What you will do: Copy out all of the data exactly as it appears.

Available data:

+--

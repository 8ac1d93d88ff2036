//! Error types for the OSC core

use thiserror::Error;

/// Result type alias for OSC core operations
pub type Result<T> = std::result::Result<T, Error>;

/// OSC core error types
#[derive(Error, Debug, Clone, PartialEq, Eq)]
pub enum Error {
    /// Buffer ended before a field was complete
    #[error("truncated input: need {needed} bytes, have {have}")]
    TruncatedInput { needed: usize, have: usize },

    /// Leading string is neither `#bundle` nor an address
    #[error("malformed packet: {0}")]
    MalformedPacket(String),

    /// Type tag character outside the standard and skip sets
    #[error("unknown type tag: {0:?}")]
    UnknownTypeTag(char),

    /// Address pattern could not be tokenized
    #[error("invalid pattern: {0}")]
    InvalidPattern(String),

    /// Input cannot be represented as a time tag
    #[error("invalid time value: {0}")]
    InvalidTimeValue(String),

    /// Message address is empty, relative or contains pattern characters
    #[error("invalid address: {0}")]
    InvalidAddress(String),

    /// Argument cannot be coerced into the requested type tag
    #[error("cannot coerce {found} to type tag {tag:?}")]
    TypeMismatch { tag: char, found: String },

    /// Length does not fit the 32-bit length field or the configured maximum
    #[error("payload too large: {0} bytes")]
    PayloadTooLarge(usize),
}

impl From<std::convert::Infallible> for Error {
    fn from(e: std::convert::Infallible) -> Self {
        match e {}
    }
}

+--

Written solution:
repository 8ac1d93d88ff2036
//! Error types for the OSC core

use thiserror::Error;

/// Result type alias for OSC core operations
pub type Result<T> = std::result::Result<T, Error>;

/// OSC core error types
#[derive(Error, Debug, Clone, PartialEq, Eq)]
pub enum Error {
    /// Buffer ended before a field was complete
    #[error("truncated input: need {needed} bytes, have {have}")]
    TruncatedInput { needed: usize, have: usize },

    /// Leading string is neither `#bundle` nor an address
    #[error("malformed packet: {0}")]
    MalformedPacket(String),

    /// Type tag character outside the standard and skip sets
    #[error("unknown type tag: {0:?}")]
    UnknownTypeTag(char),

    /// Address pattern could not be tokenized
    #[error("invalid pattern: {0}")]
    InvalidPattern(String),

    /// Input cannot be represented as a time tag
    #[error("invalid time value: {0}")]
    InvalidTimeValue(String),

    /// Message address is empty, relative or contains pattern characters
    #[error("invalid address: {0}")]
    InvalidAddress(String),

    /// Argument cannot be coerced into the requested type tag
    #[error("cannot coerce {found} to type tag {tag:?}")]
    TypeMismatch { tag: char, found: String },

    /// Length does not fit the 32-bit length field or the configured maximum
    #[error("payload too large: {0} bytes")]
    PayloadTooLarge(usize),
}

impl From<std::convert::Infallible> for Error {
    fn from(e: std::convert::Infallible) -> Self {
        match e {}
    }
}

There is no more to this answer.